My research reveals only one case in which a federal court granted a writ of habeas corpus based solely on a claim that trial counsel’s advice to reject a plea offer and to proceed to trial was ineffective. In Turner v. Tennessee, 858 F.2d 1201 (6th Cir.1988), vacated on other grounds, 492 U.S. 902, 109 S.Ct. 3208, 106 L.Ed.2d 559 (1989), petitioner’s counsel prior to trial had the benefit of knowing the sentences of petitioner’s two co-conspirators when he advised petitioner to reject a plea offer. One of petitioner’s co-conspirator’s had accepted a plea offer and had been sentenced to two years imprisonment, while the other had been convicted after trial and had received a sentence of seventy years imprisonment. Petitioner was offered the same plea agreement of two years imprisonment that the one co-conspirator received, but rejected it on counsel’s advice. Petitioner was subsequently convicted and sentenced to a term of life plus eighty years imprisonment. The Sixth Circuit Court of Appeals found that counsel’s advice was incompetent and affirmed the district court’s order granting petitioner a federal writ of habeas corpus.
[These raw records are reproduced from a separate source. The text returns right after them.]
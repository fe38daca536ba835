// SPDX-License-Identifier: BUSL-1.1
// Copyright (c) 2026 Alfred Jean LLC

//! JSON encoding of request and response bodies.

use serde::de::DeserializeOwned;
use serde::Serialize;
use thiserror::Error;

/// Errors turning bytes into bodies or back
#[derive(Debug, Error)]
pub enum ProtocolError {
    #[error("JSON error: {0}")]
    Json(#[from] serde_json::Error),

    #[error("empty body")]
    EmptyBody,
}

pub fn encode<T: Serialize>(value: &T) -> Result<Vec<u8>, ProtocolError> {
    Ok(serde_json::to_vec(value)?)
}

pub fn encode_string<T: Serialize>(value: &T) -> Result<String, ProtocolError> {
    Ok(serde_json::to_string(value)?)
}

pub fn decode<T: DeserializeOwned>(bytes: &[u8]) -> Result<T, ProtocolError> {
    if bytes.iter().all(u8::is_ascii_whitespace) {
        return Err(ProtocolError::EmptyBody);
    }
    Ok(serde_json::from_slice(bytes)?)
}

pub fn decode_str<T: DeserializeOwned>(body: &str) -> Result<T, ProtocolError> {
    decode(body.as_bytes())
}

#[cfg(test)]
#[path = "wire_tests.rs"]
mod tests;
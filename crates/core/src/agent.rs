// SPDX-License-Identifier: BUSL-1.1
// Copyright (c) 2026 Alfred Jean LLC

//! Agent lifecycle state machine.
//!
//! ```text
//! queued  ──► running | paused | completed | failed
//! running ──► paused | completed | failed
//! paused  ──► running | failed
//! ```
//!
//! `completed` and `failed` are absorbing: once an agent reaches either,
//! no later delivery may move it.

use serde::{Deserialize, Serialize};
use std::str::FromStr;
use thiserror::Error;

/// Single authoritative status of an agent
#[derive(Debug, Clone, Copy, PartialEq, Eq, Hash, Serialize, Deserialize)]
#[serde(rename_all = "snake_case")]
pub enum AgentStatus {
    Queued,
    Running,
    Paused,
    Completed,
    Failed,
}

impl AgentStatus {
    pub const ALL: [AgentStatus; 5] = [
        AgentStatus::Queued,
        AgentStatus::Running,
        AgentStatus::Paused,
        AgentStatus::Completed,
        AgentStatus::Failed,
    ];

    /// Whether this status is terminal (no further transitions allowed)
    pub fn is_terminal(self) -> bool {
        matches!(self, AgentStatus::Completed | AgentStatus::Failed)
    }

    /// Whether moving from `self` to `next` is a real forward transition.
    ///
    /// Staying in the same status is not a transition and returns `false`.
    pub fn can_transition_to(self, next: AgentStatus) -> bool {
        use AgentStatus::*;
        matches!(
            (self, next),
            (Queued, Running | Paused | Completed | Failed)
                | (Running, Paused | Completed | Failed)
                | (Paused, Running | Failed)
        )
    }

    /// Whether `next` can follow `self` through one or more transitions.
    ///
    /// A snapshot taken after missed deliveries may skip intermediate
    /// states (`paused` straight to `completed`); it still moves forward.
    pub fn can_reach(self, next: AgentStatus) -> bool {
        !self.is_terminal() && next != self && next != AgentStatus::Queued
    }

    /// Whether a user command may be issued against an agent in this status
    pub fn permits(self, action: Action) -> bool {
        use AgentStatus::*;
        match action {
            Action::Launch => true,
            Action::Pause => self == Running,
            Action::Resume => self == Paused,
            Action::Cancel => matches!(self, Queued | Running | Paused),
            Action::Delete => self.is_terminal(),
            Action::Intervene => matches!(self, Running | Paused),
        }
    }
}

crate::simple_display! {
    AgentStatus {
        Queued => "queued",
        Running => "running",
        Paused => "paused",
        Completed => "completed",
        Failed => "failed",
    }
}

#[derive(Debug, Clone, PartialEq, Eq, Error)]
#[error("unknown agent status: {0}")]
pub struct UnknownStatus(pub String);

impl FromStr for AgentStatus {
    type Err = UnknownStatus;

    fn from_str(s: &str) -> Result<Self, Self::Err> {
        match s.trim().to_ascii_lowercase().as_str() {
            "queued" => Ok(AgentStatus::Queued),
            "running" => Ok(AgentStatus::Running),
            "paused" => Ok(AgentStatus::Paused),
            "completed" | "done" => Ok(AgentStatus::Completed),
            "failed" => Ok(AgentStatus::Failed),
            _ => Err(UnknownStatus(s.to_string())),
        }
    }
}

/// Imperative commands a user can issue against agents
#[derive(Debug, Clone, Copy, PartialEq, Eq, Hash, Serialize, Deserialize)]
#[serde(rename_all = "snake_case")]
pub enum Action {
    Launch,
    Pause,
    Resume,
    Cancel,
    Delete,
    Intervene,
}

crate::simple_display! {
    Action {
        Launch => "launch",
        Pause => "pause",
        Resume => "resume",
        Cancel => "cancel",
        Delete => "delete",
        Intervene => "intervene",
    }
}

#[cfg(test)]
#[path = "agent_tests.rs"]
mod tests;
// SPDX-License-Identifier: BUSL-1.1
// Copyright (c) 2026 Alfred Jean LLC

use super::*;

/// 2024-03-10T15:00:00Z
const NOW: u64 = 1_710_082_800_000;

#[test]
fn success_rate_handles_empty_window() {
    assert_eq!(AgentStats::default().success_rate(), 0.0);
}

#[test]
fn success_rate_is_completed_over_total() {
    let stats = AgentStats { total: 8, completed: 6, failed: 2, ..Default::default() };
    assert!((stats.success_rate() - 0.75).abs() < f64::EPSILON);
}

#[test]
fn day_key_is_utc_date() {
    assert_eq!(day_key(NOW), "2024-03-10");
    assert_eq!(day_key(0), "1970-01-01");
}

#[test]
fn window_keys_end_today_oldest_first() {
    assert_eq!(window_keys(3, NOW), vec!["2024-03-08", "2024-03-09", "2024-03-10"]);
    assert!(window_keys(0, NOW).is_empty());
}

#[test]
fn window_crosses_month_boundary() {
    let keys = window_keys(12, NOW);
    assert_eq!(keys.len(), 12);
    assert_eq!(keys.first().map(String::as_str), Some("2024-02-28"));
}

#[test]
fn normalize_fills_missing_days_and_drops_outside_keys() {
    let sparse = AgentStats {
        total: 3,
        by_day: BTreeMap::from([
            ("2024-03-09".to_string(), 2),
            ("2024-01-01".to_string(), 7),
        ]),
        ..Default::default()
    };
    let stats = sparse.normalize_window(3, NOW);
    assert_eq!(
        stats.by_day,
        BTreeMap::from([
            ("2024-03-08".to_string(), 0),
            ("2024-03-09".to_string(), 2),
            ("2024-03-10".to_string(), 0),
        ])
    );
    assert_eq!(stats.total, 3);
}

#[test]
fn stats_body_is_camel_case() {
    let stats: AgentStats = serde_json::from_str(
        r#"{"total":2,"completed":1,"failed":1,"queued":0,"avgDurationMinutes":12.5,"byDay":{"2024-03-10":2}}"#,
    )
    .unwrap();
    assert_eq!(stats.avg_duration_minutes, 12.5);
    assert_eq!(stats.by_day.get("2024-03-10"), Some(&2));
}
Factually, advising a client to reject a pre-trial plea offer which carries a substantially lighter sentence than that imposed on a coconspirator who has already been convicted and sentenced is not comparable to advising a client, based upon the attorney’s reasonable professional opinion that a conviction was not likely, to reject a plea agreement offer made mid-trial after the victim had admitted perjuring himself. The mere fact that appellant was nevertheless convicted does not impact on trial counsel’s effectiveness or the reasonableness of his advice. To so hold would be nothing more than, using the well-known sports metaphor, “Monday morning quarterbacking.”
The Majority’s reliance on Beckham v. Wainwright, 639 F.2d 262 (5th Cir.1981), is misplaced. In that case, counsel advised his client to withdraw his guilty plea and counsel *121assured his client that he would not be exposing himself to any greater sentence than the five years agreed to in the plea bargain. Counsel had no legal basis upon which to make that assurance. Acting on this advice, the defendant withdrew his guilty plea and counsel stipulated to all the elements of the crime at trial, arguing only that his client was not sane during the commission of the crime. The defendant was convicted and was later sentenced to fifty years imprisonment. The Fifth Circuit Court of Appeals found that trial counsel was ineffective because he “affirmatively misstated the consequences” of standing trial rather than accepting the plea offer. Id. at 266. Such a baseless assurance is clearly not analogous to counsel’s advice in the present case.
I would also note that any discussion on this issue is of limited applicability, since the provision under which the Majority analyzed the cognizability of appellant’s claim has been repealed, effective December 29,1995.
NIX, Former C.J., did not participate in the decision of this case.
NEWMAN, J., joins this concurring and dissenting opinion.